I've spent several days trying to speed up loading of symbols when debugging crash dumps using WinDbg, and I'm unable to get past a particular problem.
The issue is that when symbols for a module in the dump doesn't exist in any accessible symbol store or symbol server location (e.g. it's a third-party modules without available symbols), WinDbg will spend literally hours looking for them.
I've set up my symbol path correctly to properly set the search order and the cache directories:
.sympath cache*C:\SymbolCache1;\\our.corp\SymbolStore;SRV*C:\SymbolCache2*http://msdl.microsoft.com/download/symbols
Running with !sym noisy
and .reload /f
I can see:
SYMSRV: Notifies the client application that a proxy has been detected.
SYMSRV: Connecting to the Server: http://msdl.microsoft.com/download/symbols.
SYMSRV: Successfully connected to the Server.
SYMSRV: Sending the information request to the server.
SYMSRV: Successfully sent the information request to the server.
SYMSRV: Waiting for the server to respond to a request.
SYMSRV: Successfully received a response from the server.
SYMSRV: Closing the connection to the Server.
SYMSRV: Successfully closed the connection to the Server.
SYMSRV: c:\SymbolCache1\Some3rdParty.dll\0060D200cd1000\Some3rdParty.dll not found
SYMSRV: c:\SymbolCache2\Some3rdParty.dll\0060D200cd1000\Some3rdParty.dll not found
SYMSRV: http://msdl.microsoft.com/download/symbols/Some3rdParty.dll/0060D200cd1000/Some3rdParty.dll not found
<---- !!!! hanging here with *BUSY* showing in WinDbg
By running Process Monitor at the point in which it's hanging, I can see that WinDbg is searching what appears to be every directory in our giant network symbol store (\our.corp\SymbolStore) looking for symbols, even in directories for modules that are clearly unrelated.
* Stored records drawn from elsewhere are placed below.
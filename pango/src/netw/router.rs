//! Virtual routers.
//!
//! Routing protocols and the static routing table are managed through their
//! own namespaces; the codec carries them through untouched as raw XML so an
//! `edit` of the router never drops them.

use std::collections::BTreeMap;

use panos_xml::XmlNode;
use serde::{Deserialize, Serialize};

use crate::client::ImportKind;
use crate::codec::{era, ImportableObject, Normalizer, Object, Specifier, Wire};
use crate::error::PangoError;
use crate::version::{Version, V8_0};
use crate::wire::{
    entry_node, expect_tag, flag, members, number, raw, raw_slot, store_raw, Emit, RawXml,
};
use crate::xpath::{entry_xpath, NetworkScope};

const KIND: &str = "virtual router";

const LOAD_BALANCE_METHODS: [&str; 4] = [
    "ip-modulo",
    "ip-hash",
    "weighted-round-robin",
    "balanced-round-robin",
];

/// Administrative distances; zero leaves the PAN-OS default.
#[derive(Debug, Clone, Default, PartialEq, Eq, Serialize, Deserialize)]
#[serde(default)]
pub struct AdminDistances {
    pub static_dist: u32,
    pub static_ipv6_dist: u32,
    pub ospf_int_dist: u32,
    pub ospf_ext_dist: u32,
    pub ospfv3_int_dist: u32,
    pub ospfv3_ext_dist: u32,
    pub ibgp_dist: u32,
    pub ebgp_dist: u32,
    pub rip_dist: u32,
}

#[derive(Debug, Clone, Default, PartialEq, Eq, Serialize, Deserialize)]
#[serde(default)]
pub struct VirtualRouter {
    pub name: String,
    /// Unordered.
    pub interfaces: Vec<String>,
    pub distances: AdminDistances,
    pub enable_ecmp: bool,
    pub ecmp_symmetric_return: bool,
    /// PAN-OS 8.0 and later.
    pub ecmp_strict_source_path: bool,
    pub ecmp_max_path: u32,
    /// One of `ip-modulo`, `ip-hash`, `weighted-round-robin`,
    /// `balanced-round-robin`, or empty.
    pub ecmp_load_balance_method: String,
    pub ecmp_hash_source_only: bool,
    pub ecmp_hash_use_port: bool,
    pub ecmp_hash_seed: u32,
    /// Interface → weight, for `weighted-round-robin`.
    pub ecmp_weighted_round_robin_interfaces: BTreeMap<String, u32>,
    pub raw: BTreeMap<String, String>,
}

impl Object for VirtualRouter {
    const KIND: &'static str = KIND;
    type Location = NetworkScope;

    fn name(&self) -> &str {
        &self.name
    }

    fn name_mut(&mut self) -> &mut String {
        &mut self.name
    }

    fn xpath(loc: &NetworkScope, names: &[String]) -> Result<Vec<String>, PangoError> {
        let mut path = loc.network_prefix()?;
        path.push("virtual-router".to_string());
        path.push(entry_xpath(names));
        Ok(path)
    }

    fn versioning(version: &Version) -> (Normalizer<Self>, Specifier<Self>) {
        if version.gte(&V8_0) {
            era::<EntryV2>()
        } else {
            era::<EntryV1>()
        }
    }
}

impl ImportableObject for VirtualRouter {
    const IMPORT_KIND: ImportKind = ImportKind::VirtualRouter;

    fn import_target(loc: &NetworkScope) -> (String, String) {
        loc.import_target()
    }
}

const DISTANCE_TAGS: [&str; 9] = [
    "static",
    "static-ipv6",
    "ospf-int",
    "ospf-ext",
    "ospfv3-int",
    "ospfv3-ext",
    "ibgp",
    "ebgp",
    "rip",
];

impl AdminDistances {
    fn as_array(&self) -> [u32; 9] {
        [
            self.static_dist,
            self.static_ipv6_dist,
            self.ospf_int_dist,
            self.ospf_ext_dist,
            self.ospfv3_int_dist,
            self.ospfv3_ext_dist,
            self.ibgp_dist,
            self.ebgp_dist,
            self.rip_dist,
        ]
    }

    fn from_array(d: [u32; 9]) -> Self {
        Self {
            static_dist: d[0],
            static_ipv6_dist: d[1],
            ospf_int_dist: d[2],
            ospf_ext_dist: d[3],
            ospfv3_int_dist: d[4],
            ospfv3_ext_dist: d[5],
            ibgp_dist: d[6],
            ebgp_dist: d[7],
            rip_dist: d[8],
        }
    }
}

#[derive(Debug, Default)]
struct Ecmp {
    enable: bool,
    symmetric_return: bool,
    max_path: u32,
    method: String,
    hash_source_only: bool,
    hash_use_port: bool,
    hash_seed: u32,
    weights: BTreeMap<String, u32>,
}

impl Ecmp {
    fn is_empty(&self) -> bool {
        !self.enable && !self.symmetric_return && self.max_path == 0 && self.method.is_empty()
    }
}

/// PAN-OS before 8.0.
struct EntryV1 {
    name: String,
    interfaces: Vec<String>,
    distances: [u32; 9],
    ecmp: Ecmp,
    routing_table: Option<RawXml>,
    protocol: Option<RawXml>,
    multicast: Option<RawXml>,
}

impl Wire for EntryV1 {
    type Entry = VirtualRouter;

    fn specify(e: &VirtualRouter) -> Result<Self, PangoError> {
        let method = e.ecmp_load_balance_method.as_str();
        if !method.is_empty() && !LOAD_BALANCE_METHODS.contains(&method) {
            return Err(PangoError::validation(format!(
                "virtual router {:?}: unknown ecmp load balance method {method:?}",
                e.name
            )));
        }
        Ok(Self {
            name: e.name.clone(),
            interfaces: e.interfaces.clone(),
            distances: e.distances.as_array(),
            ecmp: Ecmp {
                enable: e.enable_ecmp,
                symmetric_return: e.ecmp_symmetric_return,
                max_path: e.ecmp_max_path,
                method: method.to_string(),
                hash_source_only: method == "ip-hash" && e.ecmp_hash_source_only,
                hash_use_port: method == "ip-hash" && e.ecmp_hash_use_port,
                hash_seed: if method == "ip-hash" { e.ecmp_hash_seed } else { 0 },
                weights: if method == "weighted-round-robin" {
                    e.ecmp_weighted_round_robin_interfaces.clone()
                } else {
                    BTreeMap::new()
                },
            },
            routing_table: raw_slot(&e.raw, "rt")?,
            protocol: raw_slot(&e.raw, "protocol")?,
            multicast: raw_slot(&e.raw, "multicast")?,
        })
    }

    fn normalize(self) -> VirtualRouter {
        let mut raw = BTreeMap::new();
        store_raw(&mut raw, "rt", &self.routing_table);
        store_raw(&mut raw, "protocol", &self.protocol);
        store_raw(&mut raw, "multicast", &self.multicast);
        VirtualRouter {
            name: self.name,
            interfaces: self.interfaces,
            distances: AdminDistances::from_array(self.distances),
            enable_ecmp: self.ecmp.enable,
            ecmp_symmetric_return: self.ecmp.symmetric_return,
            ecmp_strict_source_path: false,
            ecmp_max_path: self.ecmp.max_path,
            ecmp_load_balance_method: self.ecmp.method,
            ecmp_hash_source_only: self.ecmp.hash_source_only,
            ecmp_hash_use_port: self.ecmp.hash_use_port,
            ecmp_hash_seed: self.ecmp.hash_seed,
            ecmp_weighted_round_robin_interfaces: self.ecmp.weights,
            raw,
        }
    }

    fn decode(node: &XmlNode) -> Result<Self, PangoError> {
        expect_tag(node, "entry", KIND)?;
        let mut distances = [0u32; 9];
        for (slot, tag) in distances.iter_mut().zip(DISTANCE_TAGS) {
            *slot = number(node, &["admin-dists", tag], KIND)?;
        }
        let mut ecmp = Ecmp::default();
        if let Some(e) = node.get_child("ecmp") {
            ecmp.enable = flag(e, &["enable"]);
            ecmp.symmetric_return = flag(e, &["symmetric-return"]);
            ecmp.max_path = number(e, &["max-path"], KIND)?;
            if let Some(algorithm) = e
                .get_child("algorithm")
                .and_then(|a| a.children.first())
            {
                ecmp.method = algorithm.tag.clone();
                ecmp.hash_source_only = flag(algorithm, &["src-only"]);
                ecmp.hash_use_port = flag(algorithm, &["use-port"]);
                ecmp.hash_seed = number(algorithm, &["hash-seed"], KIND)?;
                if let Some(ifaces) = algorithm.get_child("interface") {
                    for entry in ifaces.get_children("entry") {
                        let name = entry.attribute("name").unwrap_or_default().to_string();
                        ecmp.weights.insert(name, number(entry, &["weight"], KIND)?);
                    }
                }
            }
        }
        Ok(Self {
            name: node.attribute("name").unwrap_or_default().to_string(),
            interfaces: members(node, &["interface"]),
            distances,
            ecmp,
            routing_table: raw(node, &["routing-table"]),
            protocol: raw(node, &["protocol"]),
            multicast: raw(node, &["multicast"]),
        })
    }

    fn encode(&self) -> XmlNode {
        let mut node = entry_node(&self.name);
        node.members_el("interface", &self.interfaces);
        if self.distances.iter().any(|d| *d != 0) {
            let mut dists = XmlNode::new("admin-dists");
            for (value, tag) in self.distances.iter().zip(DISTANCE_TAGS) {
                dists.num_el(tag, *value);
            }
            node.children.push(dists);
        }
        if !self.ecmp.is_empty() {
            node.children.push(self.ecmp_node());
        }
        node.raw_el("routing-table", &self.routing_table);
        node.raw_el("protocol", &self.protocol);
        node.raw_el("multicast", &self.multicast);
        node
    }
}

impl EntryV1 {
    fn ecmp_node(&self) -> XmlNode {
        let ecmp = &self.ecmp;
        let mut node = XmlNode::new("ecmp");
        node.flag_el("enable", ecmp.enable);
        node.flag_el("symmetric-return", ecmp.symmetric_return);
        node.num_el("max-path", ecmp.max_path);
        if !ecmp.method.is_empty() {
            let mut algorithm = XmlNode::new(ecmp.method.as_str());
            algorithm.flag_el("src-only", ecmp.hash_source_only);
            algorithm.flag_el("use-port", ecmp.hash_use_port);
            algorithm.num_el("hash-seed", ecmp.hash_seed);
            if !ecmp.weights.is_empty() {
                let mut ifaces = XmlNode::new("interface");
                for (name, weight) in &ecmp.weights {
                    let mut entry = entry_node(name);
                    entry.num_el("weight", *weight);
                    ifaces.children.push(entry);
                }
                algorithm.children.push(ifaces);
            }
            node.children.push(XmlNode::new("algorithm").child(algorithm));
        }
        node
    }
}

/// PAN-OS 8.0 and later: ECMP strict source path.
struct EntryV2 {
    base: EntryV1,
    strict_source_path: bool,
}

impl Wire for EntryV2 {
    type Entry = VirtualRouter;

    fn specify(e: &VirtualRouter) -> Result<Self, PangoError> {
        Ok(Self {
            base: EntryV1::specify(e)?,
            strict_source_path: e.ecmp_strict_source_path,
        })
    }

    fn normalize(self) -> VirtualRouter {
        VirtualRouter {
            ecmp_strict_source_path: self.strict_source_path,
            ..self.base.normalize()
        }
    }

    fn decode(node: &XmlNode) -> Result<Self, PangoError> {
        Ok(Self {
            base: EntryV1::decode(node)?,
            strict_source_path: flag(node, &["ecmp", "strict-source-path"]),
        })
    }

    fn encode(&self) -> XmlNode {
        let mut node = self.base.encode();
        if self.strict_source_path {
            node.ensure_child_mut("ecmp")
                .flag_el("strict-source-path", true);
        }
        node
    }
}
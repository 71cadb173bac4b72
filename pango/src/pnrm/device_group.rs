//! Panorama device groups.

use panos_xml::XmlNode;
use serde::{Deserialize, Serialize};

use crate::codec::{era, Normalizer, Object, Specifier, Wire};
use crate::error::PangoError;
use crate::version::Version;
use crate::wire::{decode_devices, encode_devices, entry_node, expect_tag, text, Emit, Targets};
use crate::xpath::{device_prefix, entry_xpath};

const KIND: &str = "device group";

#[derive(Debug, Clone, Default, PartialEq, Eq, Serialize, Deserialize)]
#[serde(default)]
pub struct DeviceGroup {
    pub name: String,
    pub description: String,
    /// Member firewalls: serial → vsys names (empty for every vsys).
    pub devices: Targets,
}

impl Object for DeviceGroup {
    const KIND: &'static str = KIND;
    type Location = ();

    fn name(&self) -> &str {
        &self.name
    }

    fn name_mut(&mut self) -> &mut String {
        &mut self.name
    }

    fn xpath(_loc: &(), names: &[String]) -> Result<Vec<String>, PangoError> {
        let mut path = device_prefix();
        path.push("device-group".to_string());
        path.push(entry_xpath(names));
        Ok(path)
    }

    fn versioning(_version: &Version) -> (Normalizer<Self>, Specifier<Self>) {
        era::<EntryV1>()
    }
}

struct EntryV1(DeviceGroup);

impl Wire for EntryV1 {
    type Entry = DeviceGroup;

    fn specify(e: &DeviceGroup) -> Result<Self, PangoError> {
        if e.name == "shared" {
            return Err(PangoError::validation("\"shared\" is not a device group name"));
        }
        Ok(Self(e.clone()))
    }

    fn normalize(self) -> DeviceGroup {
        self.0
    }

    fn decode(node: &XmlNode) -> Result<Self, PangoError> {
        expect_tag(node, "entry", KIND)?;
        Ok(Self(DeviceGroup {
            name: node.attribute("name").unwrap_or_default().to_string(),
            description: text(node, &["description"]),
            devices: decode_devices(node.get_child("devices")),
        }))
    }

    fn encode(&self) -> XmlNode {
        let mut node = entry_node(&self.0.name);
        node.text_el("description", &self.0.description);
        node.node_el(encode_devices(&self.0.devices));
        node
    }
}
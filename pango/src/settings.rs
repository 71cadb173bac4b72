//! TOML settings for the offline tooling.
//!
//! ```toml
//! [device]
//! kind = "panorama"
//! version = "9.1.3"
//!
//! [[device.plugins]]
//! name = "gcp"
//! version = "1.0.2"
//!
//! [log]
//! filter = "pango=debug"
//! ```

use std::fs;
use std::path::Path;

use serde::{Deserialize, Serialize};
use thiserror::Error;

use crate::version::{PluginInfo, Version};

pub const DEFAULT_LOG_FILTER: &str = "pango=info";

#[derive(Debug, Clone, Copy, Default, PartialEq, Eq, Serialize, Deserialize)]
#[serde(rename_all = "lowercase")]
pub enum DeviceKind {
    #[default]
    Firewall,
    Panorama,
}

#[derive(Debug, Clone, PartialEq, Eq, Serialize, Deserialize)]
#[serde(default)]
pub struct DeviceSettings {
    pub kind: DeviceKind,
    pub version: Version,
    pub plugins: Vec<PluginSetting>,
}

impl Default for DeviceSettings {
    fn default() -> Self {
        Self {
            kind: DeviceKind::Firewall,
            version: Version::new(10, 0, 0),
            plugins: Vec::new(),
        }
    }
}

/// An installed plugin, as declared in the settings file.
#[derive(Debug, Clone, PartialEq, Eq, Serialize, Deserialize)]
pub struct PluginSetting {
    pub name: String,
    pub version: String,
}

#[derive(Debug, Clone, PartialEq, Eq, Serialize, Deserialize)]
#[serde(default)]
pub struct LogSettings {
    /// `tracing_subscriber::EnvFilter` directive.
    pub filter: String,
}

impl Default for LogSettings {
    fn default() -> Self {
        Self {
            filter: DEFAULT_LOG_FILTER.to_string(),
        }
    }
}

#[derive(Debug, Clone, Default, PartialEq, Eq, Serialize, Deserialize)]
#[serde(default)]
pub struct Settings {
    pub device: DeviceSettings,
    pub log: LogSettings,
}

/// Errors returned when loading a settings file.
#[derive(Debug, Error)]
pub enum SettingsError {
    #[error("failed to read settings file {path}: {source}")]
    Io {
        path: String,
        source: std::io::Error,
    },
    #[error("failed to parse settings file {path}: {source}")]
    Parse {
        path: String,
        source: toml::de::Error,
    },
}

impl Settings {
    /// Load settings from `path`.
    pub fn load(path: &Path) -> Result<Self, SettingsError> {
        let raw = fs::read_to_string(path).map_err(|source| SettingsError::Io {
            path: path.display().to_string(),
            source,
        })?;
        Self::parse(&raw, path.display().to_string())
    }

    /// Load settings from `path` when given and present, else the defaults.
    pub fn load_or_default(path: Option<&Path>) -> Result<Self, SettingsError> {
        match path {
            Some(path) if path.exists() => Self::load(path),
            _ => Ok(Self::default()),
        }
    }

    fn parse(raw: &str, path: String) -> Result<Self, SettingsError> {
        toml::from_str(raw).map_err(|source| SettingsError::Parse { path, source })
    }

    /// Declared plugins in the shape the namespaces check against.
    pub fn plugins(&self) -> Vec<PluginInfo> {
        self.device
            .plugins
            .iter()
            .map(|p| PluginInfo {
                name: p.name.clone(),
                version: p.version.clone(),
                installed: true,
                ..PluginInfo::default()
            })
            .collect()
    }
}

#[cfg(test)]
mod tests {
    use std::fs;

    use pretty_assertions::assert_eq;
    use tempfile::tempdir;

    use super::{DeviceKind, Settings, SettingsError, DEFAULT_LOG_FILTER};
    use crate::version::{Version, V9_1};

    #[test]
    fn missing_file_gives_defaults() {
        let dir = tempdir().expect("tempdir");
        let settings =
            Settings::load_or_default(Some(&dir.path().join("absent.toml"))).expect("settings");
        assert_eq!(settings.device.kind, DeviceKind::Firewall);
        assert_eq!(settings.device.version, Version::new(10, 0, 0));
        assert_eq!(settings.log.filter, DEFAULT_LOG_FILTER);
    }

    #[test]
    fn partial_file_keeps_other_defaults() {
        let dir = tempdir().expect("tempdir");
        let path = dir.path().join("pango.toml");
        fs::write(
            &path,
            r#"
[device]
kind = "panorama"
version = "9.1.0"

[[device.plugins]]
name = "gcp"
version = "1.0.2"
"#,
        )
        .expect("write");
        let settings = Settings::load(&path).expect("settings");
        assert_eq!(settings.device.kind, DeviceKind::Panorama);
        assert_eq!(settings.device.version, V9_1);
        assert_eq!(settings.log.filter, DEFAULT_LOG_FILTER);
        let plugins = settings.plugins();
        assert_eq!(plugins.len(), 1);
        assert!(plugins[0].installed);
    }

    #[test]
    fn bad_version_is_a_parse_error() {
        let dir = tempdir().expect("tempdir");
        let path = dir.path().join("pango.toml");
        fs::write(&path, "[device]\nversion = \"ten\"\n").expect("write");
        let err = Settings::load(&path).expect_err("bad version");
        assert!(matches!(err, SettingsError::Parse { .. }));
    }
}
//! Service objects.

use panos_xml::XmlNode;
use serde::{Deserialize, Serialize};

use crate::codec::{era, Normalizer, Object, Specifier, Wire};
use crate::error::PangoError;
use crate::version::{Version, V8_1};
use crate::wire::{entry_node, expect_tag, members, number, text, Emit};
use crate::xpath::{entry_xpath, ObjectScope};

const KIND: &str = "service object";

/// A normalized service object.
#[derive(Debug, Clone, Default, PartialEq, Eq, Serialize, Deserialize)]
#[serde(default)]
pub struct Service {
    pub name: String,
    pub description: String,
    /// `tcp` or `udp`.
    pub protocol: String,
    pub source_port: String,
    pub destination_port: String,
    pub tags: Vec<String>,
    /// PAN-OS 8.1 and later.
    pub override_session_timeout: bool,
    pub override_timeout: u32,
    /// TCP only.
    pub override_half_closed_timeout: u32,
    /// TCP only.
    pub override_time_wait_timeout: u32,
}

impl Object for Service {
    const KIND: &'static str = KIND;
    type Location = ObjectScope;

    fn name(&self) -> &str {
        &self.name
    }

    fn name_mut(&mut self) -> &mut String {
        &mut self.name
    }

    fn xpath(loc: &ObjectScope, names: &[String]) -> Result<Vec<String>, PangoError> {
        let mut path = loc.prefix();
        path.push("service".to_string());
        path.push(entry_xpath(names));
        Ok(path)
    }

    fn versioning(version: &Version) -> (Normalizer<Self>, Specifier<Self>) {
        if version.gte(&V8_1) {
            era::<EntryV2>()
        } else {
            era::<EntryV1>()
        }
    }
}

fn check_protocol(e: &Service) -> Result<(), PangoError> {
    match e.protocol.as_str() {
        "tcp" | "udp" => Ok(()),
        other => Err(PangoError::validation(format!(
            "service {:?}: protocol must be tcp or udp, not {other:?}",
            e.name
        ))),
    }
}

/// Reads `<protocol><tcp|udp>`.
fn decode_protocol(node: &XmlNode) -> Option<&XmlNode> {
    let protocol = node.get_child("protocol")?;
    protocol
        .get_child("tcp")
        .or_else(|| protocol.get_child("udp"))
}

/// PAN-OS before 8.1.
struct EntryV1 {
    name: String,
    protocol: String,
    port: String,
    source_port: String,
    description: String,
    tags: Vec<String>,
}

impl EntryV1 {
    fn project(e: &Service) -> Self {
        Self {
            name: e.name.clone(),
            protocol: e.protocol.clone(),
            port: e.destination_port.clone(),
            source_port: e.source_port.clone(),
            description: e.description.clone(),
            tags: e.tags.clone(),
        }
    }

    fn protocol_node(&self) -> XmlNode {
        let mut proto = XmlNode::new(self.protocol.as_str());
        proto.text_el("port", &self.port);
        proto.text_el("source-port", &self.source_port);
        proto
    }

    fn finish(&self, proto: XmlNode) -> XmlNode {
        let mut node = entry_node(&self.name);
        node.children.push(XmlNode::new("protocol").child(proto));
        node.text_el("description", &self.description);
        node.members_el("tag", &self.tags);
        node
    }
}

impl Wire for EntryV1 {
    type Entry = Service;

    fn specify(e: &Service) -> Result<Self, PangoError> {
        check_protocol(e)?;
        Ok(Self::project(e))
    }

    fn normalize(self) -> Service {
        Service {
            name: self.name,
            description: self.description,
            protocol: self.protocol,
            source_port: self.source_port,
            destination_port: self.port,
            tags: self.tags,
            ..Service::default()
        }
    }

    fn decode(node: &XmlNode) -> Result<Self, PangoError> {
        expect_tag(node, "entry", KIND)?;
        let proto = decode_protocol(node);
        Ok(Self {
            name: node.attribute("name").unwrap_or_default().to_string(),
            protocol: proto.map(|p| p.tag.clone()).unwrap_or_default(),
            port: proto.map(|p| text(p, &["port"])).unwrap_or_default(),
            source_port: proto.map(|p| text(p, &["source-port"])).unwrap_or_default(),
            description: text(node, &["description"]),
            tags: members(node, &["tag"]),
        })
    }

    fn encode(&self) -> XmlNode {
        self.finish(self.protocol_node())
    }
}

/// PAN-OS 8.1 and later: per-service session timeout override.
struct EntryV2 {
    base: EntryV1,
    override_enabled: bool,
    timeout: u32,
    halfclose_timeout: u32,
    timewait_timeout: u32,
}

impl Wire for EntryV2 {
    type Entry = Service;

    fn specify(e: &Service) -> Result<Self, PangoError> {
        check_protocol(e)?;
        let tcp = e.protocol == "tcp";
        Ok(Self {
            base: EntryV1::project(e),
            override_enabled: e.override_session_timeout,
            timeout: e.override_timeout,
            halfclose_timeout: if tcp { e.override_half_closed_timeout } else { 0 },
            timewait_timeout: if tcp { e.override_time_wait_timeout } else { 0 },
        })
    }

    fn normalize(self) -> Service {
        Service {
            override_session_timeout: self.override_enabled,
            override_timeout: self.timeout,
            override_half_closed_timeout: self.halfclose_timeout,
            override_time_wait_timeout: self.timewait_timeout,
            ..self.base.normalize()
        }
    }

    fn decode(node: &XmlNode) -> Result<Self, PangoError> {
        let base = EntryV1::decode(node)?;
        let yes = decode_protocol(node).and_then(|p| p.find(&["override", "yes"]));
        let read = |tag: &str| -> Result<u32, PangoError> {
            match yes {
                Some(yes) => number(yes, &[tag], KIND),
                None => Ok(0),
            }
        };
        Ok(Self {
            override_enabled: yes.is_some(),
            timeout: read("timeout")?,
            halfclose_timeout: read("halfclose-timeout")?,
            timewait_timeout: read("timewait-timeout")?,
            base,
        })
    }

    fn encode(&self) -> XmlNode {
        let mut proto = self.base.protocol_node();
        let choice = if self.override_enabled {
            let mut yes = XmlNode::new("yes");
            yes.num_el("timeout", self.timeout);
            yes.num_el("halfclose-timeout", self.halfclose_timeout);
            yes.num_el("timewait-timeout", self.timewait_timeout);
            yes
        } else {
            XmlNode::new("no")
        };
        proto.children.push(XmlNode::new("override").child(choice));
        self.base.finish(proto)
    }
}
What's weird is that in WinDbg you can see that it's extracted the timestamp of the module (0060D200cd1000) and is using that to look in the expected location in local directories and the MS symbol server. I can't figure out why it's doing a full scan of our (massive) network symbol store. Perhaps there's something unique about how it treats UNC paths?
This search can take 15 minutes or more per symbol, and if the dump has many missing symbols this can cause a !analyze -v
to take hours (if you're using the Visual Studio integration of WinDbg, it causes the hang to occur as soon as you load a crash dump, since for some reason that integration tries to load all symbols immediately despite .symopt
settings).
This problem is also easily reproducible if you try to load symbols for a non-existent made-up module name, e.g. .reload /f bogus.dll
.
Here's my WinDbg .symopt settings:
0:000> .symopt
Symbol options are 0x30337:
0x00000001 - SYMOPT_CASE_INSENSITIVE
0x00000002 - SYMOPT_UNDNAME
0x00000004 - SYMOPT_DEFERRED_LOADS
0x00000010 - SYMOPT_LOAD_LINES
0x00000020 - SYMOPT_OMAP_FIND_NEAREST
0x00000100 - SYMOPT_NO_UNQUALIFIED_LOADS
0x00000200 - SYMOPT_FAIL_CRITICAL_ERRORS
0x00010000 - SYMOPT_AUTO_PUBLICS
0x00020000 - SYMOPT_NO_IMAGE_SEARCH
I've looked all over thinking that there must be some flag to control this, but I can't seem to find it.
A couple things:
- This is not an issue with network speed or lack of local symbol cache. The issue only occurs with symbols that cannot be found, and only with the UNC symbol store (e.g. not with the Microsoft symbol server)
- I've already tried SYMOPT_NO_PUBLICS instead of SYMOPT_AUTO_PUBLICS
- I've verified that my symbol path is what I expect it to be, using the
sympath
command. I've also tried using the_NT_SYMBOL_PATH
environment variable instead. - I know that I can exclude certain symbols via a configuration file, but this isn't a workable solution because sometimes the missing symbol name is not known in advance
- I've seen someone else on the internet had this same issue and mentioned it on a Microsoft forum in a post titled "Poor WinDbg 6.11.1.404 performance when it is pointed to a large symbol cache" but received no help.